In [None]:
import torch
from torch import nn
from torch.utils.data import DataLoader
from torchvision import datasets
from torchvision.transforms import ToTensor
from torch.utils.data import Subset
from torch import Tensor
from typing import Tuple

In [2]:
# Download training data from open datasets.
training_data = datasets.FashionMNIST(
    root='../data',
    train=True,
    # download=True,
    transform=ToTensor(),
)

# Download test data from open datasets.
test_data = datasets.FashionMNIST(
    root='../data',
    train=False,
    # download=True,
    transform=ToTensor(),
)

In [3]:
target_label = 0
training_data_incides = torch.where(training_data.targets == target_label)[0]
test_data_incides = torch.where(test_data.targets == target_label)[0]

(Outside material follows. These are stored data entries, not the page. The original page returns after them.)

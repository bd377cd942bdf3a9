// src/ui.rs

//! The "post to the UI thread" capability.
//!
//! The execution core only ever calls [`UiDispatcher::post`]. Hosts with
//! their own event loop implement the trait directly; everyone else can use
//! [`channel`], which hands back a tokio-backed queue and the loop that
//! drains it.

use std::fmt;

use tokio::sync::mpsc;
use tracing::debug;

/// A unit of work to run on the UI thread.
pub type UiTask = Box<dyn FnOnce() + Send + 'static>;

/// Something that can schedule a closure on the host's UI task loop.
///
/// Tasks posted from any single thread must run in the order they were
/// posted, one at a time.
pub trait UiDispatcher: Send + Sync {
    fn post(&self, task: UiTask);
}

/// Create a UI task queue.
pub fn channel() -> (UiHandle, UiLoop) {
    let (tx, rx) = mpsc::unbounded_channel();
    (UiHandle { tx }, UiLoop { rx })
}

/// Posting side of the queue. Clone freely.
#[derive(Clone)]
pub struct UiHandle {
    tx: mpsc::UnboundedSender<UiTask>,
}

impl fmt::Debug for UiHandle {
    fn fmt(&self, f: &mut fmt::Formatter<'_>) -> fmt::Result {
        f.debug_struct("UiHandle")
            .field("closed", &self.tx.is_closed())
            .finish()
    }
}

impl UiDispatcher for UiHandle {
    fn post(&self, task: UiTask) {
        if self.tx.send(task).is_err() {
            debug!("UI loop is gone; dropping task");
        }
    }
}

/// Draining side of the queue: the "UI thread".
pub struct UiLoop {
    rx: mpsc::UnboundedReceiver<UiTask>,
}

impl fmt::Debug for UiLoop {
    fn fmt(&self, f: &mut fmt::Formatter<'_>) -> fmt::Result {
        f.debug_struct("UiLoop").finish_non_exhaustive()
    }
}

impl UiLoop {
    /// Run tasks until every [`UiHandle`] has been dropped.
    pub async fn run(mut self) {
        while let Some(task) = self.rx.recv().await {
            task();
        }
        debug!("UI loop finished (all handles dropped)");
    }

    /// Run tasks while `keep_going` returns true, checked before each task.
    ///
    /// Returns early if every handle is dropped.
    pub async fn run_while<F>(&mut self, mut keep_going: F)
    where
        F: FnMut() -> bool,
    {
        while keep_going() {
            match self.rx.recv().await {
                Some(task) => task(),
                None => break,
            }
        }
    }

    /// Run whatever is queued right now without waiting; returns how many
    /// tasks ran. For hosts that pump their own event loop.
    pub fn run_pending(&mut self) -> usize {
        let mut ran = 0;
        while let Ok(task) = self.rx.try_recv() {
            task();
            ran += 1;
        }
        ran
    }
}
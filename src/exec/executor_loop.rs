// src/exec/executor_loop.rs

//! The single worker thread that services the job slot.

use std::io;
use std::sync::Arc;
use std::sync::atomic::{AtomicBool, Ordering};
use std::thread::{self, JoinHandle};
use std::time::Duration;

use crossbeam_channel::{Receiver, RecvTimeoutError};
use tracing::{debug, info, trace};

pub const WORKER_THREAD_NAME: &str = "vcs-runner-worker";

/// A job as it travels through the slot.
///
/// `run` is type-erased: it already owns the job body and the reply slot of
/// the submitting caller, and it never unwinds (panics are caught inside and
/// turned into an `ExecError::Failure` reply).
pub(crate) struct Envelope {
    pub id: u64,
    pub abandoned: Arc<AtomicBool>,
    pub run: Box<dyn FnOnce() + Send + 'static>,
}

/// Spawn the worker thread.
///
/// The loop waits up to `poll_interval` for each job, runs it, and goes back
/// to waiting. It ends when every sender for the job slot is dropped, i.e.
/// when the last `ExecutionService` handle goes away.
pub(crate) fn spawn_worker(
    jobs: Receiver<Envelope>,
    poll_interval: Duration,
) -> io::Result<JoinHandle<()>> {
    thread::Builder::new()
        .name(WORKER_THREAD_NAME.to_string())
        .spawn(move || worker_loop(jobs, poll_interval))
}

fn worker_loop(jobs: Receiver<Envelope>, poll_interval: Duration) {
    info!("worker thread started");

    loop {
        match jobs.recv_timeout(poll_interval) {
            Ok(envelope) => handle_envelope(envelope),
            Err(RecvTimeoutError::Timeout) => trace!("no job yet; still waiting"),
            Err(RecvTimeoutError::Disconnected) => break,
        }
    }

    info!("worker thread finished (job channel closed)");
}

fn handle_envelope(envelope: Envelope) {
    let Envelope { id, abandoned, run } = envelope;

    if abandoned.load(Ordering::SeqCst) {
        debug!(job = id, "caller gave up before the job started; skipping");
        return;
    }

    debug!(job = id, "got job, processing");
    run();
    debug!(job = id, "job finished");
}
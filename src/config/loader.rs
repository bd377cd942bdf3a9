// src/config/loader.rs

use std::fs;
use std::path::Path;

use tracing::debug;

use crate::config::model::{ConfigFile, RawConfigFile};
use crate::errors::Result;

/// Looked up in the current working directory unless `--config` says otherwise.
pub const DEFAULT_CONFIG_FILE: &str = "vcs-runner.toml";

/// Load a configuration file from a given path and return the raw `RawConfigFile`.
///
/// This only performs TOML deserialization; it does **not** validate
/// encodings, executables or durations. Use [`load_and_validate`] for that.
pub fn load_from_path(path: impl AsRef<Path>) -> Result<RawConfigFile> {
    let path = path.as_ref();
    let contents = fs::read_to_string(path)?;

    let config: RawConfigFile = toml::from_str(&contents)?;

    Ok(config)
}

/// Load a configuration file from path and validate it.
pub fn load_and_validate(path: impl AsRef<Path>) -> Result<ConfigFile> {
    let raw_config = load_from_path(&path)?;
    let config = ConfigFile::try_from(raw_config)?;
    Ok(config)
}

/// Like [`load_and_validate`], but a missing file yields the defaults.
pub fn load_or_default(path: impl AsRef<Path>) -> Result<ConfigFile> {
    let path = path.as_ref();
    if !path.exists() {
        debug!(path = %path.display(), "no config file; using defaults");
        return Ok(ConfigFile::default());
    }
    load_and_validate(path)
}
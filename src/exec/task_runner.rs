// src/exec/task_runner.rs

//! Running a single job to completion on the worker thread.
//!
//! - [`run_captured`] pipes stdin/stdout/stderr, waits, and decodes both
//!   output streams (sync path).
//! - [`run_streaming`] merges stderr into stdout and hands every decoded
//!   line to a callback as soon as it is read (async path).

use std::io::{BufRead, BufReader, Write};
use std::process::{Child, Stdio};
use std::thread;

use tracing::{debug, trace, warn};

use crate::decode::decode;
use crate::errors::ExecError;
use crate::exec::job::{CommandOutput, Job};
use crate::exec::process::{command_for, exit_code, spawn};

/// Run `job`, capture its output, and decode it.
///
/// With `ignore_errors` set, spawn and decoding failures become an empty
/// successful result instead of an error.
pub fn run_captured(job: Job) -> Result<CommandOutput, ExecError> {
    let ignore_errors = job.ignore_errors;
    let argv = job.argv.clone();

    match capture(job) {
        Err(err @ (ExecError::Spawn { .. } | ExecError::Decoding(_))) if ignore_errors => {
            debug!(?argv, error = %err, "ignoring command error");
            Ok(CommandOutput::default())
        }
        other => other,
    }
}

fn capture(job: Job) -> Result<CommandOutput, ExecError> {
    debug!(argv = ?job.argv, cwd = ?job.cwd, "cmd");

    let mut command = command_for(&job)?;
    command
        .stdin(Stdio::piped())
        .stdout(Stdio::piped())
        .stderr(Stdio::piped());

    let mut child = spawn(&mut command, &job)?;

    // Feed stdin from a helper thread so a large payload can't deadlock
    // against a child that is blocked writing to a full stdout pipe.
    let feeder = child.stdin.take().map(|mut stdin| {
        let payload = job.stdin.clone().unwrap_or_default();
        thread::spawn(move || {
            if !payload.is_empty() {
                if let Err(e) = stdin.write_all(&payload) {
                    debug!(error = %e, "child closed stdin early");
                }
            }
        })
    });

    let output = child
        .wait_with_output()
        .map_err(|e| ExecError::failure(format!("waiting for '{}': {e}", job.argv[0])))?;

    if let Some(feeder) = feeder {
        if feeder.join().is_err() {
            warn!(argv = ?job.argv, "stdin writer thread panicked");
        }
    }

    let exit_code = exit_code(output.status);
    debug!(
        exit_code,
        stdout_len = output.stdout.len(),
        stderr_len = output.stderr.len(),
        "out"
    );

    Ok(CommandOutput {
        exit_code,
        stdout: decode(&output.stdout, &job.encoding, &job.fallback_encodings)?,
        stderr: decode(&output.stderr, &job.encoding, &job.fallback_encodings)?,
    })
}

/// Run `job` with stderr merged into stdout, calling `on_line` for every
/// decoded line (without its line terminator) as it arrives.
///
/// Returns the exit code. If a line fails to decode, the remaining output is
/// still drained so the child can finish, and the decoding error is
/// returned after it exits.
pub fn run_streaming<F>(job: Job, mut on_line: F) -> Result<i32, ExecError>
where
    F: FnMut(String),
{
    debug!(argv = ?job.argv, cwd = ?job.cwd, "async-cmd");

    let (reader, writer) =
        std::io::pipe().map_err(|e| ExecError::failure(format!("creating output pipe: {e}")))?;
    let writer_err = writer
        .try_clone()
        .map_err(|e| ExecError::failure(format!("duplicating output pipe: {e}")))?;

    let mut command = command_for(&job)?;
    command
        .stdin(Stdio::null())
        .stdout(writer)
        .stderr(writer_err);

    let mut child = spawn(&mut command, &job)?;
    // The command still owns our copies of the write end; the reader only
    // sees EOF once they are gone.
    drop(command);

    let mut reader = BufReader::new(reader);
    let mut buf = Vec::new();
    let mut decode_failure = None;

    loop {
        buf.clear();
        let read = match reader.read_until(b'\n', &mut buf) {
            Ok(n) => n,
            Err(e) => {
                reap(&mut child);
                return Err(ExecError::failure(format!("reading output of '{}': {e}", job.argv[0])));
            }
        };
        if read == 0 {
            break;
        }
        if decode_failure.is_some() {
            continue;
        }

        match decode(trim_line_end(&buf), &job.encoding, &job.fallback_encodings) {
            Ok(line) => {
                trace!(line = %line, "async-out");
                on_line(line);
            }
            Err(err) => decode_failure = Some(err),
        }
    }

    let status = child
        .wait()
        .map_err(|e| ExecError::failure(format!("waiting for '{}': {e}", job.argv[0])))?;
    let code = exit_code(status);
    debug!(exit_code = code, "async-exit");

    match decode_failure {
        Some(err) => Err(err.into()),
        None => Ok(code),
    }
}

fn trim_line_end(line: &[u8]) -> &[u8] {
    let line = line.strip_suffix(b"\n").unwrap_or(line);
    line.strip_suffix(b"\r").unwrap_or(line)
}

fn reap(child: &mut Child) {
    if let Err(e) = child.kill() {
        debug!(error = %e, "kill after read error failed");
    }
    let _ = child.wait();
}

training_data = Subset(training_data, training_data_incides)
test_data = Subset(test_data, test_data_incides)

In [4]:
class DataLoaderWrapper:
    def __init__(self, dl: DataLoader, desiried_labels: torch.Tensor):
        self.dl = dl
        self.desiried_labels = torch.tensor(desiried_labels)

    def __len__(self):
        return len(self.dl)
    
    def __iter__(self):
        for X, y in self.dl:
            mask = torch.isin(y, self.desiried_labels)
            yield X[mask], y[mask]

In [5]:
batch_size = 32

# Create data loaders.
train_dataloader = DataLoaderWrapper(DataLoader(training_data, batch_size=batch_size), [0])
test_dataloader = DataLoaderWrapper(DataLoader(test_data, batch_size=batch_size), [0])

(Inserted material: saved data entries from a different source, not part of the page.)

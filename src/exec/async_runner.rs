// src/exec/async_runner.rs

//! Asynchronous execution path.
//!
//! `run_async` spawns a short-lived dispatch thread that submits a streaming
//! job to the worker and waits for it (bounded). Output lines are posted to
//! the UI loop by the worker as they are read; the terminal outcome is posted
//! by the dispatch thread afterwards. Since both go through the same FIFO UI
//! queue, every `on_data` runs before the terminal callback and no two
//! callbacks of one invocation ever overlap.
//!
//! After a timeout the job can still be running on the worker and reading
//! output. The terminal task closes a per-invocation gate when it runs on the
//! UI loop, and every data task checks that gate on the UI loop too, so a
//! line that is posted after the terminal callback is dropped.

use std::fmt;
use std::sync::Arc;
use std::sync::atomic::{AtomicBool, Ordering};
use std::thread::{self, JoinHandle};

use tracing::{debug, trace, warn};

use crate::errors::ExecError;
use crate::exec::job::Job;
use crate::exec::service::ExecutionService;
use crate::exec::task_runner::run_streaming;
use crate::ui::UiDispatcher;

type DataFn = Arc<dyn Fn(String) + Send + Sync + 'static>;
type ExitFn = Box<dyn FnOnce(i32) + Send + 'static>;
type ExceptionFn = Box<dyn FnOnce(ExecError) + Send + 'static>;

/// Callbacks for one asynchronous invocation. All of them run on the UI loop.
///
/// Exactly one of `on_complete` (exit code 0), `on_error` (non-zero exit
/// code) or `on_exception` (timeout or worker-side failure) fires per
/// invocation; `on_data` fires once per output line before that.
#[derive(Default)]
pub struct AsyncCallbacks {
    on_data: Option<DataFn>,
    on_complete: Option<ExitFn>,
    on_error: Option<ExitFn>,
    on_exception: Option<ExceptionFn>,
}

impl fmt::Debug for AsyncCallbacks {
    fn fmt(&self, f: &mut fmt::Formatter<'_>) -> fmt::Result {
        f.debug_struct("AsyncCallbacks")
            .field("on_data", &self.on_data.is_some())
            .field("on_complete", &self.on_complete.is_some())
            .field("on_error", &self.on_error.is_some())
            .field("on_exception", &self.on_exception.is_some())
            .finish()
    }
}

impl AsyncCallbacks {
    pub fn new() -> Self {
        Self::default()
    }

    pub fn on_data(mut self, f: impl Fn(String) + Send + Sync + 'static) -> Self {
        self.on_data = Some(Arc::new(f));
        self
    }

    pub fn on_complete(mut self, f: impl FnOnce(i32) + Send + 'static) -> Self {
        self.on_complete = Some(Box::new(f));
        self
    }

    pub fn on_error(mut self, f: impl FnOnce(i32) + Send + 'static) -> Self {
        self.on_error = Some(Box::new(f));
        self
    }

    pub fn on_exception(mut self, f: impl FnOnce(ExecError) + Send + 'static) -> Self {
        self.on_exception = Some(Box::new(f));
        self
    }
}

/// Handle to a running asynchronous invocation (its dispatch thread).
#[derive(Debug)]
pub struct AsyncHandle {
    thread: JoinHandle<()>,
}

impl AsyncHandle {
    /// True once the terminal callback has been posted.
    pub fn is_finished(&self) -> bool {
        self.thread.is_finished()
    }

    /// Block until the dispatch thread is done. Callbacks may still be
    /// sitting in the UI queue afterwards.
    pub fn join(self) -> Result<(), ExecError> {
        self.thread
            .join()
            .map_err(|_| ExecError::failure("async dispatch thread panicked"))
    }
}

impl ExecutionService {
    /// Run `job` on the worker, streaming its output to `callbacks` via `ui`.
    pub fn run_async(
        &self,
        job: Job,
        ui: Arc<dyn UiDispatcher>,
        callbacks: AsyncCallbacks,
    ) -> Result<AsyncHandle, ExecError> {
        let service = self.clone();

        let thread = thread::Builder::new()
            .name("vcs-runner-dispatch".to_string())
            .spawn(move || dispatch(service, job, ui, callbacks))
            .map_err(|e| ExecError::failure(format!("starting dispatch thread: {e}")))?;

        Ok(AsyncHandle { thread })
    }
}

fn dispatch(service: ExecutionService, job: Job, ui: Arc<dyn UiDispatcher>, callbacks: AsyncCallbacks) {
    let AsyncCallbacks {
        on_data,
        on_complete,
        on_error,
        on_exception,
    } = callbacks;

    let argv = job.argv.clone();
    let closed = Arc::new(AtomicBool::new(false));

    let line_ui = Arc::clone(&ui);
    let line_gate = Arc::clone(&closed);
    let on_line = move |line: String| {
        let Some(on_data) = &on_data else { return };
        if line_gate.load(Ordering::Acquire) {
            trace!("terminal callback already ran; dropping line");
            return;
        }
        let on_data = Arc::clone(on_data);
        let gate = Arc::clone(&line_gate);
        line_ui.post(Box::new(move || {
            if !gate.load(Ordering::Acquire) {
                on_data(line);
            }
        }));
    };

    let timeout = service.options().async_result_timeout;
    let outcome = service.execute_with_timeout(move || run_streaming(job, on_line), timeout);

    let terminal: Option<Box<dyn FnOnce() + Send>> = match outcome {
        Ok(0) => {
            debug!(?argv, "async command completed");
            on_complete.map(|f| Box::new(move || f(0)) as Box<dyn FnOnce() + Send>)
        }
        Ok(code) => {
            debug!(?argv, exit_code = code, "async command exited with error");
            on_error.map(|f| Box::new(move || f(code)) as Box<dyn FnOnce() + Send>)
        }
        Err(err) => {
            warn!(?argv, error = %err, "async-exception");
            on_exception.map(|f| Box::new(move || f(err)) as Box<dyn FnOnce() + Send>)
        }
    };

    ui.post(Box::new(move || {
        closed.store(true, Ordering::Release);
        if let Some(callback) = terminal {
            callback();
        }
    }));
}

for X, y in test_dataloader:
    print(f"Shape of X [N, C, H, W]: {X.shape}")
    print(f"Shape of y: {y.shape} {y.dtype}")
    break

Shape of X [N, C, H, W]: torch.Size([32, 1, 28, 28])
Shape of y: torch.Size([32]) torch.int64


$$
z_B = \exp\left(-s(z_A)\right) \odot \left(x_B - b(z_A)\right)  
$$

$$
J = 
\begin{bmatrix}
I_d & 0 \\
\frac{\partial z_B}{\partial x_A} & \mathrm{diag}\big(\exp(-s)\big)
\end{bmatrix}
$$

$$
x_B = \exp\big(s(z_A, w)\big) \odot z_B + b(z_A, w)
$$

In [None]:
class CouplingLayer(nn.Module):
    def __init__(
        self,
        split_at: int,
        scale_net: nn.Module, # s
        shift_net: nn.Module, # b
        alternate_parts: bool = False
    ) -> None:
        super().__init__()
        self.split_at = split_at
        self.scale_net = scale_net
        self.shift_net = shift_net
        self.alternate_parts = alternate_parts
    

    def _split(self, x: Tensor) -> Tuple[Tensor, Tensor]:
        if self.alternate_parts:
            return x[:, self.split_at:], x[:, :self.split_at]
        else:
            return x[:, :self.split_at], x[:, self.split_at:]

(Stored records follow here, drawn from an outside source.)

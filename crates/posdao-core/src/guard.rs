// NON-REENTRANCY GUARD
// Per-component "in call" flag wrapped around every externally reachable mutator.
//
// SAFETY INVARIANTS:
// 1. A guarded mutator cannot be entered again before it returns
// 2. The flag is always cleared on return, on success and on error alike
// 3. The flag is never persisted (a decoded ledger always starts unlocked)

use serde::{Deserialize, Serialize};
use thiserror::Error;

#[derive(Debug, Error, Clone, PartialEq, Eq)]
#[error("reentrant call into {component}")]
pub struct ReentrancyError {
    pub component: &'static str,
}

#[derive(Debug, Clone, Default, Serialize, Deserialize)]
pub struct NonReentrant {
    #[serde(skip)]
    entered: bool,
}

impl NonReentrant {
    pub fn is_entered(&self) -> bool {
        self.entered
    }

    pub fn enter(&mut self, component: &'static str) -> Result<(), ReentrancyError> {
        if self.entered {
            return Err(ReentrancyError { component });
        }
        self.entered = true;
        Ok(())
    }

    pub fn exit(&mut self) {
        self.entered = false;
    }
}

/// Implemented by components whose mutators must not be re-entered.
pub trait Guarded: Sized {
    const COMPONENT: &'static str;

    fn guard_mut(&mut self) -> &mut NonReentrant;

    /// Run `f` with the guard held.
    fn non_reentrant<R, E>(&mut self, f: impl FnOnce(&mut Self) -> Result<R, E>) -> Result<R, E>
    where
        E: From<ReentrancyError>,
    {
        self.guard_mut().enter(Self::COMPONENT)?;
        let result = f(self);
        self.guard_mut().exit();
        result
    }
}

    def _merge(self, xA: Tensor, xB: Tensor) -> Tensor:
        if self.alternate_parts:
            return torch.cat((xB, xA), dim=1)
        else:
            return torch.cat((xA, xB), dim=1)


    def _get_scale_and_shift(self, zA: Tensor) -> Tuple[Tensor, Tensor]:
        log_scale = self.scale_net(zA)
        log_scale = torch.clamp(log_scale, min=self.log_scale_min, max=self.log_scale_max)
        shift = self.shift_net(zA)
        return log_scale, shift


    def forward(self, x: Tensor, log_det_total: Tensor) -> Tuple[Tensor, Tensor]:
        xA, xB = self._split(x)
        zA = xA
        log_scale, shift = self._get_scale_and_shift(zA)

        zB = torch.exp(-log_scale) * (xB - shift)
        z = self._merge(zA, zB)

        log_det_current = -torch.sum(log_scale, dim=1)
        log_det_total = log_det_total + log_det_current
        return z, log_det_total


    def inverse_forward(self, z: Tensor) -> Tensor:
        zA, zB = self._split(z)
        xA = zA
        log_scale, shift = self._get_scale_and_shift(zA)

        xB = torch.exp(log_scale) * (zB + shift)
        x = self._merge(xA, xB)
        return x